2005-06-14 Thread AJ MacLeod (email lists)
On Monday 13 Jun 2005 15:14, Vivian Meazza wrote:
 There remains some more eye-candy to do: nav lights, beam approach marker
 lamps, realistic rad and oil temperature readings etc. In the meantime I
 would be grateful for any comments, not least that it all downloads and
 installs correctly!

Installed the version from today's CVS and it seems to run fine here 
(Linux-x86  Nvidia).  I have to say I had high expectations after the Hunter 
and Spit, and you haven't disappointed!  There are so many nice touches that 
I've noticed already.

One thing (not necessarily a bug) that I've sometimes found with the both Spit 
and the Hurricane is that they can be incredibly over-twitchy; this might 
well be directly related to my rather rubbish joystick.  It seems that fairly 
often the stick is flicking about wildly in the cockpit, usually to one side 
in particular, and no amount of leaning on it is enough to resist that pull.

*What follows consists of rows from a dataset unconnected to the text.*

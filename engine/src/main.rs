//! SDTL CLI - run dataset transformation programs
//!
//! # Commands
//!
//! ```bash
//! sdtl run program.json                # Run a program, print every result
//! sdtl run program.json --var res -o out.json
//! sdtl functions                       # List registered function signatures
//! sdtl example                         # Print an example program
//! ```
//!
//! A program is the JSON parse tree produced by the external parser: named
//! dataset sources (CSV path or inline rows) and a list of statements.

use clap::{Parser, Subcommand};
use indexmap::IndexMap;
use sdtl::{logs, Binding, EngineOptions, Program, Session, REGISTRY};
use std::fs;
use std::path::{Path, PathBuf};

#[derive(Parser)]
#[command(name = "sdtl")]
#[command(about = "Evaluate statistical dataset transformation programs", long_about = None)]
struct Cli {
    #[command(subcommand)]
    command: Commands,
}

#[derive(Subcommand)]
enum Commands {
    /// Run a program and output its results as JSON
    Run {
        /// Program JSON file
        program: PathBuf,

        /// Output file (default: stdout)
        #[arg(short, long)]
        output: Option<PathBuf>,

        /// Variables to output (default: everything the program assigns)
        #[arg(long = "var")]
        vars: Vec<String>,

        /// Processing engine (overrides SDTL_ENGINE)
        #[arg(short, long)]
        engine: Option<String>,
    },

    /// List registered function signatures
    Functions,

    /// Print an example program
    Example,
}

fn main() {
    let mut options = EngineOptions::from_env();
    logs::init(options.log_level);

    let cli = Cli::parse();

    let result = match cli.command {
        Commands::Run {
            program,
            output,
            vars,
            engine,
        } => {
            if let Some(engine) = engine {
                options.engine = engine;
            }
            cmd_run(&program, output.as_deref(), &vars, options)
        }
        Commands::Functions => cmd_functions(),
        Commands::Example => cmd_example(),
    };

    if let Err(e) = result {
        eprintln!("❌ Error: {}", e);
        std::process::exit(1);
    }
}

fn cmd_run(
    path: &Path,
    output: Option<&Path>,
    vars: &[String],
    options: EngineOptions,
) -> Result<(), Box<dyn std::error::Error>> {
    eprintln!("📄 Running: {}", path.display());
    let program: Program = serde_json::from_str(&fs::read_to_string(path)?)?;
    let base_dir = path.parent().unwrap_or_else(|| Path::new("."));

    let mut session = Session::with_options(options)?;
    eprintln!("   Engine: {}", session.engine().name());
    session.run_program(&program, base_dir)?;

    let names: Vec<String> = if vars.is_empty() {
        session
            .variables()
            .names()
            .filter(|name| !program.datasets.contains_key(*name))
            .map(str::to_string)
            .collect()
    } else {
        vars.to_vec()
    };

    let mut results = IndexMap::new();
    for name in &names {
        let json = match session.get(name) {
            Some(Binding::Dataset(dataset)) => serde_json::to_value(dataset.to_maps())?,
            Some(Binding::Scalar { value, .. }) => serde_json::to_value(value)?,
            Some(Binding::Ruleset(ruleset)) => serde_json::json!({
                "ruleset": ruleset.name,
                "rules": ruleset.rules.iter().map(|r| r.name.clone()).collect::<Vec<_>>(),
            }),
            None => return Err(format!("unknown variable: {}", name).into()),
        };
        results.insert(name.clone(), json);
    }

    eprintln!("✅ {} statement(s), {} result(s)", program.statements.len(), results.len());
    write_output(&serde_json::to_string_pretty(&results)?, output)
}

fn cmd_functions() -> Result<(), Box<dyn std::error::Error>> {
    for signature in REGISTRY.signatures() {
        println!("{}", signature);
    }
    Ok(())
}

fn cmd_example() -> Result<(), Box<dyn std::error::Error>> {
    println!("{}", serde_json::to_string_pretty(&Program::example())?);
    Ok(())
}

fn write_output(content: &str, path: Option<&Path>) -> Result<(), Box<dyn std::error::Error>> {
    match path {
        Some(p) => {
            fs::write(p, content)?;
            eprintln!("💾 Output written to: {}", p.display());
        }
        None => println!("{}", content),
    }
    Ok(())
}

Is this by design (crosswinds/prop wash, + nervous handling) or is it just 
that my stick is rubbish (it does give constantly flickering values, even 
when calibrated correctly) and that the sensitivity is set higher than usual 
for these planes?  I haven't noticed any trouble with the hunter/seahawk etc, 
I can manage things like carrier landings with these OK.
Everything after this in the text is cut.